The End, Joshua Oppenheimer’s new film, supported by the MIC Minority Co-production Fund and the Sicilia Film Commission, will be released in theatres on July 3. The End is a post-apocalyptic story that has received critical acclaim at the Telluride, Toronto, San Sebastián and Berlin Film Festivals.
With this film, the double Oscar® nominated director - for documentaries The Act Of Killing (2012) and The Look Of Silence (2014) - turns his hand to a musical, written with Rasmus Heisterberg, which tells the story of a wealthy family who find refuge in an underground bunker after surviving an environmental apocalypse. It is a powerful, emotional and visually extraordinary film, a tribute to the golden age of Hollywood and a heartfelt hymn to self-acceptance, love, the ability to change and everything that makes us human.
The music for the songs in The End - composed by Joshua Schmidt, the lyrics by Oppenheimer - help to create a unique atmosphere for this long-awaited film project.
The world has ended. Humanity, perhaps, has not. In an underground bunker redecorated as a luxury home, Mother (Oscar® winner Tilda Swinton), Father (Oscar® nominee Michael Shannon) and Son (George MacKay) live and survive, trying to maintain hope and a sense of normalcy by clinging to small daily rituals. The arrival of a girl from the outside (Moses Ingram) disrupts the delicate balance of this apparent family idyll.

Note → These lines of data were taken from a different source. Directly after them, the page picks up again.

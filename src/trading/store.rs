use async_trait::async_trait;
use chrono::{DateTime, Utc};
use serde::{Deserialize, Serialize};
use std::collections::HashMap;
use std::fs;
use std::path::{Path, PathBuf};
use tokio::sync::RwLock;
use tracing::{debug, info};

use crate::error::{Result, VerifyError};
use crate::models::Timeframe;
use crate::trading::lifecycle::{TradeState, TradeStatus};
use crate::trading::signal::{TradeId, TradeSignal};

/// A signal together with its current lifecycle state.
#[derive(Debug, Clone, PartialEq, Serialize, Deserialize)]
pub struct TradeRecord {
    pub signal: TradeSignal,
    pub state: TradeState,
    /// Bumped on every committed transition; used for optimistic concurrency.
    pub version: u64,
    pub updated_at: DateTime<Utc>,
}

impl TradeRecord {
    pub fn new(signal: TradeSignal) -> Self {
        let updated_at = signal.generated_at;
        Self {
            signal,
            state: TradeState::initial(),
            version: 0,
            updated_at,
        }
    }

    pub fn id(&self) -> &str {
        &self.signal.id
    }

    pub fn status(&self) -> TradeStatus {
        self.state.status()
    }
}

/// Optional filter over the trade population. Dates apply to `generated_at`.
#[derive(Debug, Clone, Default, PartialEq, Serialize, Deserialize)]
pub struct TradeScope {
    #[serde(default)]
    pub symbol: Option<String>,
    #[serde(default)]
    pub status: Option<TradeStatus>,
    #[serde(default)]
    pub timeframe: Option<Timeframe>,
    #[serde(default)]
    pub from: Option<DateTime<Utc>>,
    #[serde(default)]
    pub to: Option<DateTime<Utc>>,
}

impl TradeScope {
    pub fn all() -> Self {
        Self::default()
    }

    pub fn symbol(symbol: &str) -> Self {
        Self {
            symbol: Some(symbol.trim().to_uppercase()),
            ..Self::default()
        }
    }

    pub fn with_status(mut self, status: TradeStatus) -> Self {
        self.status = Some(status);
        self
    }

    pub fn with_timeframe(mut self, timeframe: Timeframe) -> Self {
        self.timeframe = Some(timeframe);
        self
    }

    /// Narrow by a command-line term: `all`, a status name, a timeframe, or a symbol.
    pub fn with_term(self, term: &str) -> Self {
        if term.eq_ignore_ascii_case("all") {
            return self;
        }
        if let Some(status) = TradeStatus::from_str_loose(term) {
            return self.with_status(status);
        }
        if let Some(timeframe) = Timeframe::from_str_loose(term) {
            return self.with_timeframe(timeframe);
        }
        Self {
            symbol: Some(term.trim().to_uppercase()),
            ..self
        }
    }

    pub fn between(mut self, from: DateTime<Utc>, to: DateTime<Utc>) -> Self {
        self.from = Some(from);
        self.to = Some(to);
        self
    }

    pub fn matches(&self, record: &TradeRecord) -> bool {
        if let Some(symbol) = &self.symbol {
            if !record.signal.symbol.eq_ignore_ascii_case(symbol) {
                return false;
            }
        }
        if let Some(status) = self.status {
            if record.status() != status {
                return false;
            }
        }
        if let Some(timeframe) = self.timeframe {
            if record.signal.timeframe != timeframe {
                return false;
            }
        }
        if let Some(from) = self.from {
            if record.signal.generated_at < from {
                return false;
            }
        }
        if let Some(to) = self.to {
            if record.signal.generated_at > to {
                return false;
            }
        }
        true
    }
}

/// Durable home of signals and their lifecycle state.
#[async_trait]
pub trait TradeStore: Send + Sync {
    /// Register a new signal in the `active` state.
    async fn insert(&self, signal: TradeSignal) -> Result<TradeRecord>;

    async fn get(&self, id: &str) -> Result<TradeRecord>;

    /// Snapshot of matching records, oldest signal first.
    async fn list(&self, scope: &TradeScope) -> Result<Vec<TradeRecord>>;

    /// Replace the state of `id` in one write, provided nobody committed since
    /// `expected_version` and the stored state is not terminal.
    async fn commit(
        &self,
        id: &str,
        expected_version: u64,
        state: TradeState,
        at: DateTime<Utc>,
    ) -> Result<TradeRecord>;
}

fn insert_into(records: &mut HashMap<TradeId, TradeRecord>, signal: TradeSignal) -> Result<TradeRecord> {
    signal.validate()?;
    if records.contains_key(&signal.id) {
        return Err(VerifyError::InvalidSignal(format!(
            "duplicate trade id {}",
            signal.id
        )));
    }
    let record = TradeRecord::new(signal);
    records.insert(record.signal.id.clone(), record.clone());
    Ok(record)
}

fn commit_into(
    records: &mut HashMap<TradeId, TradeRecord>,
    id: &str,
    expected_version: u64,
    state: TradeState,
    at: DateTime<Utc>,
) -> Result<TradeRecord> {
    let record = records
        .get_mut(id)
        .ok_or_else(|| VerifyError::NotFound(id.to_string()))?;
    if record.version != expected_version {
        return Err(VerifyError::ConcurrentEvaluationConflict {
            trade_id: id.to_string(),
        });
    }
    if record.state.is_terminal() {
        return Err(VerifyError::TerminalState(id.to_string()));
    }
    record.state = state;
    record.version += 1;
    record.updated_at = at;
    Ok(record.clone())
}

fn snapshot(records: &HashMap<TradeId, TradeRecord>, scope: &TradeScope) -> Vec<TradeRecord> {
    let mut out: Vec<TradeRecord> = records
        .values()
        .filter(|r| scope.matches(r))
        .cloned()
        .collect();
    out.sort_by(|a, b| {
        a.signal
            .generated_at
            .cmp(&b.signal.generated_at)
            .then_with(|| a.signal.id.cmp(&b.signal.id))
    });
    out
}

/// In-process store. Nothing survives a restart.
#[derive(Default)]
pub struct MemoryStore {
    records: RwLock<HashMap<TradeId, TradeRecord>>,
}

impl MemoryStore {
    pub fn new() -> Self {
        Self::default()
    }
}

#[async_trait]
impl TradeStore for MemoryStore {
    async fn insert(&self, signal: TradeSignal) -> Result<TradeRecord> {
        let mut records = self.records.write().await;
        insert_into(&mut records, signal)
    }

    async fn get(&self, id: &str) -> Result<TradeRecord> {
        let records = self.records.read().await;
        records
            .get(id)
            .cloned()
            .ok_or_else(|| VerifyError::NotFound(id.to_string()))
    }

    async fn list(&self, scope: &TradeScope) -> Result<Vec<TradeRecord>> {
        let records = self.records.read().await;
        Ok(snapshot(&records, scope))
    }

    async fn commit(
        &self,
        id: &str,
        expected_version: u64,
        state: TradeState,
        at: DateTime<Utc>,
    ) -> Result<TradeRecord> {
        let mut records = self.records.write().await;
        commit_into(&mut records, id, expected_version, state, at)
    }
}

/// Store backed by one JSON file. Each write goes to a temp file that is then
/// renamed over the original, so readers see either the old or the new state.
pub struct JsonFileStore {
    path: PathBuf,
    records: RwLock<HashMap<TradeId, TradeRecord>>,
}

impl JsonFileStore {
    pub fn open(path: impl AsRef<Path>) -> Result<Self> {
        let path = path.as_ref().to_path_buf();
        let mut records = HashMap::new();

        if path.exists() {
            let content = fs::read_to_string(&path)?;
            let list: Vec<TradeRecord> = serde_json::from_str(&content).map_err(|e| {
                VerifyError::Storage(format!("corrupt store {}: {}", path.display(), e))
            })?;
            for record in list {
                records.insert(record.signal.id.clone(), record);
            }
            info!("Loaded {} trades from {}", records.len(), path.display());
        }

        Ok(Self {
            path,
            records: RwLock::new(records),
        })
    }

    pub fn path(&self) -> &Path {
        &self.path
    }

    fn persist(&self, records: &HashMap<TradeId, TradeRecord>) -> Result<()> {
        if let Some(parent) = self.path.parent() {
            if !parent.as_os_str().is_empty() {
                fs::create_dir_all(parent)?;
            }
        }
        let list = snapshot(records, &TradeScope::all());
        let json = serde_json::to_string_pretty(&list)?;

        let tmp = self.path.with_extension("json.tmp");
        fs::write(&tmp, json)?;
        fs::rename(&tmp, &self.path).map_err(|e| {
            VerifyError::Storage(format!(
                "cannot replace {} with {}: {}",
                self.path.display(),
                tmp.display(),
                e
            ))
        })?;
        debug!("Persisted {} trades to {}", list.len(), self.path.display());
        Ok(())
    }
}

#[async_trait]
impl TradeStore for JsonFileStore {
    async fn insert(&self, signal: TradeSignal) -> Result<TradeRecord> {
        let mut records = self.records.write().await;
        let mut next = records.clone();
        let record = insert_into(&mut next, signal)?;
        self.persist(&next)?;
        *records = next;
        Ok(record)
    }

    async fn get(&self, id: &str) -> Result<TradeRecord> {
        let records = self.records.read().await;
        records
            .get(id)
            .cloned()
            .ok_or_else(|| VerifyError::NotFound(id.to_string()))
    }

    async fn list(&self, scope: &TradeScope) -> Result<Vec<TradeRecord>> {
        let records = self.records.read().await;
        Ok(snapshot(&records, scope))
    }

    async fn commit(
        &self,
        id: &str,
        expected_version: u64,
        state: TradeState,
        at: DateTime<Utc>,
    ) -> Result<TradeRecord> {
        let mut records = self.records.write().await;
        let mut next = records.clone();
        let record = commit_into(&mut next, id, expected_version, state, at)?;
        self.persist(&next)?;
        *records = next;
        Ok(record)
    }
}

The cast includes Tilda Swinton, George MacKay, Moses Ingram, Michael Shannon, Bronagh Gallagher, Tim McInnerny and Lennie James.
An unusual location in Italy provided the backdrop for The End: after filming in Ireland, the crew and cast moved to Sicily, to the hamlet of Raffo in Petralia Soprana (province of Palermo). The production settled here for several weeks in spring 2023, using the caves of the salt mine as the set for the bunker where the protagonists live.
"We visited 15 mines before choosing the most beautiful salt mine in the world in Petralia Soprana, Sicily, where we spent weeks filming thousands of metres below ground !" said the director about the film's location.
The walls of the mine in this imposing and majestic complex, with some of the largest tunnels and caves in Europe, are embroidered with circular lines and screwholes left by the extraction cutter which raked salt from the rock, making it a unique environment.
This is why some of the disused galleries of the extraction site now house MACSS – Museo Arte Contemporanea Sotto Sale, the only museum of contemporary art in the world hosted in an active salt mine, displaying sculptural works by artists from all over the world and industrial archaeology finds.
The film is distributed by I Wonder Pictures and Unipol Biografilm Collection with the support of MIC and with the support of the Sicilia Film Commission and Regione Sicilia – Assessorato Turismo Sport e Spettacolo e Sviluppo e Coesione Sicilia.
Dorje Film (Italy) co-produces, with producers from Denmark, Germany and Ireland.